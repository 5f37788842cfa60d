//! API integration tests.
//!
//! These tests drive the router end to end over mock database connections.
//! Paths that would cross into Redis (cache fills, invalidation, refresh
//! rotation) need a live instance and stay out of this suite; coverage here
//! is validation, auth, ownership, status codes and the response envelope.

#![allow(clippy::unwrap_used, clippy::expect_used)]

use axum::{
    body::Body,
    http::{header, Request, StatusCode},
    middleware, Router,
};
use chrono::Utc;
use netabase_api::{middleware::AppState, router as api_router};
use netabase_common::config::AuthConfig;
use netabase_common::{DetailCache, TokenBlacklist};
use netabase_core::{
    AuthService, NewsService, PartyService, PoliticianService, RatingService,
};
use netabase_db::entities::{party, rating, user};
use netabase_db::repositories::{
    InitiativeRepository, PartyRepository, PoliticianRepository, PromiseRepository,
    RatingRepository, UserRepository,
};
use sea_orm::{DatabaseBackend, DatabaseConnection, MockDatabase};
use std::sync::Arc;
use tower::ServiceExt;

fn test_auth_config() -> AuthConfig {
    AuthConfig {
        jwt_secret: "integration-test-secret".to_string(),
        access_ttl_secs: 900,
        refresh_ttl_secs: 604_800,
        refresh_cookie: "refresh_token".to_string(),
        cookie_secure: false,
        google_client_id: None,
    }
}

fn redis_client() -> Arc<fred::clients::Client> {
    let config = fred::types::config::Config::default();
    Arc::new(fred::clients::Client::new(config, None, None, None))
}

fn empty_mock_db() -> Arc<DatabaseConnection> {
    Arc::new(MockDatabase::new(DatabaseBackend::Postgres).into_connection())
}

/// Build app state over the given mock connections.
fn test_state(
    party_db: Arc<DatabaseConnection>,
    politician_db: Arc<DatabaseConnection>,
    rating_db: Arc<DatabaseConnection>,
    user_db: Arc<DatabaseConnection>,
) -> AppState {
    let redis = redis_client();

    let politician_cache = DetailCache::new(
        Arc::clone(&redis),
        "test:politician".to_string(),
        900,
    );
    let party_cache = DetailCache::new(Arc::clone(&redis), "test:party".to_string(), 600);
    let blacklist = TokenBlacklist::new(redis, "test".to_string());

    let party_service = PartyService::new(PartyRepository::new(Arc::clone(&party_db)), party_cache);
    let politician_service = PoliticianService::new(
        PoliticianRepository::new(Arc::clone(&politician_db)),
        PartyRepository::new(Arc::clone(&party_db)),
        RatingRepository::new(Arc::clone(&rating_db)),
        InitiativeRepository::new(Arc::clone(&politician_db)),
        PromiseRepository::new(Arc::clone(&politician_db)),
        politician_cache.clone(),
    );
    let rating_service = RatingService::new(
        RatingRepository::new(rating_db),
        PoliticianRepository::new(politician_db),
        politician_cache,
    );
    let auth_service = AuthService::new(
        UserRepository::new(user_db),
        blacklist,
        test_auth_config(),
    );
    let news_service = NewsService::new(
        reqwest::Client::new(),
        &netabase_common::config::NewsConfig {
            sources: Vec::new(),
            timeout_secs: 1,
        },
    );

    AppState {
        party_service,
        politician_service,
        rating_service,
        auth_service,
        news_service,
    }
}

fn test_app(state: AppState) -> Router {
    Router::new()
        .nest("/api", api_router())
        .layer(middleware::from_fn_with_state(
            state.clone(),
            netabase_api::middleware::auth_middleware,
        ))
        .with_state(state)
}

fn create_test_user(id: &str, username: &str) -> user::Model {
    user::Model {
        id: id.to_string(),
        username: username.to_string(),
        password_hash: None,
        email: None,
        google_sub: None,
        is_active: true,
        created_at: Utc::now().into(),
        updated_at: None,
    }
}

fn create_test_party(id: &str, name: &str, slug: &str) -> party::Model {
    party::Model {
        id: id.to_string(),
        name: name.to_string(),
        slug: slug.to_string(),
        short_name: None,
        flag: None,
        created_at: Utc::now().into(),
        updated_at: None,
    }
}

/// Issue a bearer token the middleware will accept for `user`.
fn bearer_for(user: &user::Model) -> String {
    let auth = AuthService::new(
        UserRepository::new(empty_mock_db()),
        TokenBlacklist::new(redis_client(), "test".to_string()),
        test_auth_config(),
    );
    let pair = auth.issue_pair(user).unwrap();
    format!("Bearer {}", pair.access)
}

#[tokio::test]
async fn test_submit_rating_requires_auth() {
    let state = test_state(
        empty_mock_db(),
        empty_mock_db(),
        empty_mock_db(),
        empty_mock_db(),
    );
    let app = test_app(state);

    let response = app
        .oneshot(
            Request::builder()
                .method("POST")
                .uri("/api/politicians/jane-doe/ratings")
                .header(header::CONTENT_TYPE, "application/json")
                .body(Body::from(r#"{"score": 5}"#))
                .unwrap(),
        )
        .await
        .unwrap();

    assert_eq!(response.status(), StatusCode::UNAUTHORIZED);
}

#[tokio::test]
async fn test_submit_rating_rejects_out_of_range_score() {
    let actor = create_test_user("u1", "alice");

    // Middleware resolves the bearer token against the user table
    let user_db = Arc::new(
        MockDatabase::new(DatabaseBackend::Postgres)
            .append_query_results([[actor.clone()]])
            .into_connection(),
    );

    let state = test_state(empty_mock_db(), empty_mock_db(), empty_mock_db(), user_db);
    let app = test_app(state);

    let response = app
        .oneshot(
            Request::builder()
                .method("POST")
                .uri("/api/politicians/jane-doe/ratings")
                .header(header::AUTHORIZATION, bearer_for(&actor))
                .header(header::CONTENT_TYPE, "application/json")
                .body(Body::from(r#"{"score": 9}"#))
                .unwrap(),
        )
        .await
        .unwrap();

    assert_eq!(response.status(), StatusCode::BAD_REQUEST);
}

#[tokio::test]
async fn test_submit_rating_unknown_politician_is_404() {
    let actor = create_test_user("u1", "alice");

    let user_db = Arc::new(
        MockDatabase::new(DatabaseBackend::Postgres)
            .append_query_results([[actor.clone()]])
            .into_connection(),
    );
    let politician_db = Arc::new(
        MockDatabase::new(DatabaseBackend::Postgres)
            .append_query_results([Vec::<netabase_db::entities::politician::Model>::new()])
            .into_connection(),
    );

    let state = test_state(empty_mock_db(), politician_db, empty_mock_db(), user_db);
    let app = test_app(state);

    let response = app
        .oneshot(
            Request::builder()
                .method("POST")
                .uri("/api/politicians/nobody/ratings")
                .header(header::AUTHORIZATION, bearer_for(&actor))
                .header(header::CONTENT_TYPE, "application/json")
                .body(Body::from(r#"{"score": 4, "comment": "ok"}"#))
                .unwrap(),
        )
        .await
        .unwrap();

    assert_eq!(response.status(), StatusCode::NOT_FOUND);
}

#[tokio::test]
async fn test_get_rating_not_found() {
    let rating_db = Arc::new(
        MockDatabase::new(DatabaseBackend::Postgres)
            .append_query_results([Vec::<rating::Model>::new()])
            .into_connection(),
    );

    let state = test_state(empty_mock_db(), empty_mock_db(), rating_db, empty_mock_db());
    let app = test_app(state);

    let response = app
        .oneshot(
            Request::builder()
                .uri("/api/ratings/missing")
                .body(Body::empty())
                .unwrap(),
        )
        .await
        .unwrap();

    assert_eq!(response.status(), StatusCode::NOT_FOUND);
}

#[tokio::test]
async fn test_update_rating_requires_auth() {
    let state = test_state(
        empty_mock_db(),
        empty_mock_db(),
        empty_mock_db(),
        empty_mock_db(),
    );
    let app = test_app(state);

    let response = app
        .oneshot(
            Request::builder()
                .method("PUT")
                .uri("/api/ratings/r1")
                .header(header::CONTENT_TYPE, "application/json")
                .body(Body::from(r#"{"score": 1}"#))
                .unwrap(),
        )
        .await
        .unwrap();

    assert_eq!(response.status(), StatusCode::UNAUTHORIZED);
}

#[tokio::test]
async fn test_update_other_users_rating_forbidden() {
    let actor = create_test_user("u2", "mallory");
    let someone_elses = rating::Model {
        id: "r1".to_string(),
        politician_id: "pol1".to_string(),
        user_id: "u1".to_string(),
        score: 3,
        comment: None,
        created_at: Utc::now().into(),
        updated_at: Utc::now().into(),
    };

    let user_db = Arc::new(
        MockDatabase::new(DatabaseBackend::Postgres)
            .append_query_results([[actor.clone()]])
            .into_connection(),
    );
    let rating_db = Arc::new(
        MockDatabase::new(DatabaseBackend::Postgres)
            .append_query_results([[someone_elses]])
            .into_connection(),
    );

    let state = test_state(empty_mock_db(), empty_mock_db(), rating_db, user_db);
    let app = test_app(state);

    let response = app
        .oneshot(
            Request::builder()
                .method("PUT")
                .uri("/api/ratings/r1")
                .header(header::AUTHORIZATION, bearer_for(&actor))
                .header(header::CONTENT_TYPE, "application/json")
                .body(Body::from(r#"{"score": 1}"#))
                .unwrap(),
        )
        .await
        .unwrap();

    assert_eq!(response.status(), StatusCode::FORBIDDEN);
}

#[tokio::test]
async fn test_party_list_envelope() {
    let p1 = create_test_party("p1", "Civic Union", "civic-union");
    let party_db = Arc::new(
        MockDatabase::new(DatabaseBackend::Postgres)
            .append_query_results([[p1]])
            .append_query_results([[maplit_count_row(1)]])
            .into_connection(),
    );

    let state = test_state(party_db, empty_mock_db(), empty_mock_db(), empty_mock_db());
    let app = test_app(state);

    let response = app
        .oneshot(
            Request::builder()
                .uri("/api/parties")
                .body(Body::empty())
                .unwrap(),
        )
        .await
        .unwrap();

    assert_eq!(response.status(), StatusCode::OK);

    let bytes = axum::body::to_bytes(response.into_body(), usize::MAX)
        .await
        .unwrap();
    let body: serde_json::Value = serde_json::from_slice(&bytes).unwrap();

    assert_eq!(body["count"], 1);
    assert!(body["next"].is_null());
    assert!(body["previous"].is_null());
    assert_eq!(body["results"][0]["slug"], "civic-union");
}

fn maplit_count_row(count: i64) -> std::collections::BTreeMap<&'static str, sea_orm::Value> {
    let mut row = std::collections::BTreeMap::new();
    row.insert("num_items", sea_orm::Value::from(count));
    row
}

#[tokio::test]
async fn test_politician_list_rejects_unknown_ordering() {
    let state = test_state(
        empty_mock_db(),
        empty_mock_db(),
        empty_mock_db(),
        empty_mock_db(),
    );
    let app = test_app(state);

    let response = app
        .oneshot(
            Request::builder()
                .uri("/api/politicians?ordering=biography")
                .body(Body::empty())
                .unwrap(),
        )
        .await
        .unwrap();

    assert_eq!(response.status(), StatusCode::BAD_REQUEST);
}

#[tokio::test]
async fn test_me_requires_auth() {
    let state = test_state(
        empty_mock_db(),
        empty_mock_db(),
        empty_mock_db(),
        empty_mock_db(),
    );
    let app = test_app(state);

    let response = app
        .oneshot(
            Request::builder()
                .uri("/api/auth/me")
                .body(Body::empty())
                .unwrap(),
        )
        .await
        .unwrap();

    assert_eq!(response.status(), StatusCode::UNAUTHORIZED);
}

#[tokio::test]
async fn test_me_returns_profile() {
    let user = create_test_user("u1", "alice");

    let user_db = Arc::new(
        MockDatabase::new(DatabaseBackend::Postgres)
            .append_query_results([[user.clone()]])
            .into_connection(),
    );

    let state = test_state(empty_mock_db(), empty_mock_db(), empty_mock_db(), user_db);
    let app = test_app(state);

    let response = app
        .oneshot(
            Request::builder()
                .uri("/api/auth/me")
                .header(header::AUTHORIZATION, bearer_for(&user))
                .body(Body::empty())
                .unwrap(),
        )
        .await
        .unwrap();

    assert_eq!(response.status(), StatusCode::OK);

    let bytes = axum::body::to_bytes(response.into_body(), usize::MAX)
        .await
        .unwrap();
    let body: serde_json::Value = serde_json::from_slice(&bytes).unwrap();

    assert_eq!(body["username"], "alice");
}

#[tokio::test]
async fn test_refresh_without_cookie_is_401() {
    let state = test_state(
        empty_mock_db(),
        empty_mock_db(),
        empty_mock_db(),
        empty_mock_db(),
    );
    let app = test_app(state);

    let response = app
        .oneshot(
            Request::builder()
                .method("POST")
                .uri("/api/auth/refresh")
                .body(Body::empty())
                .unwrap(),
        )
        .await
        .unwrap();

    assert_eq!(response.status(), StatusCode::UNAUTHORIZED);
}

#####

If a line of the data holds the string "civic", count it. Then state the total and nothing more.

*EXERCISE OUTPUT:* 2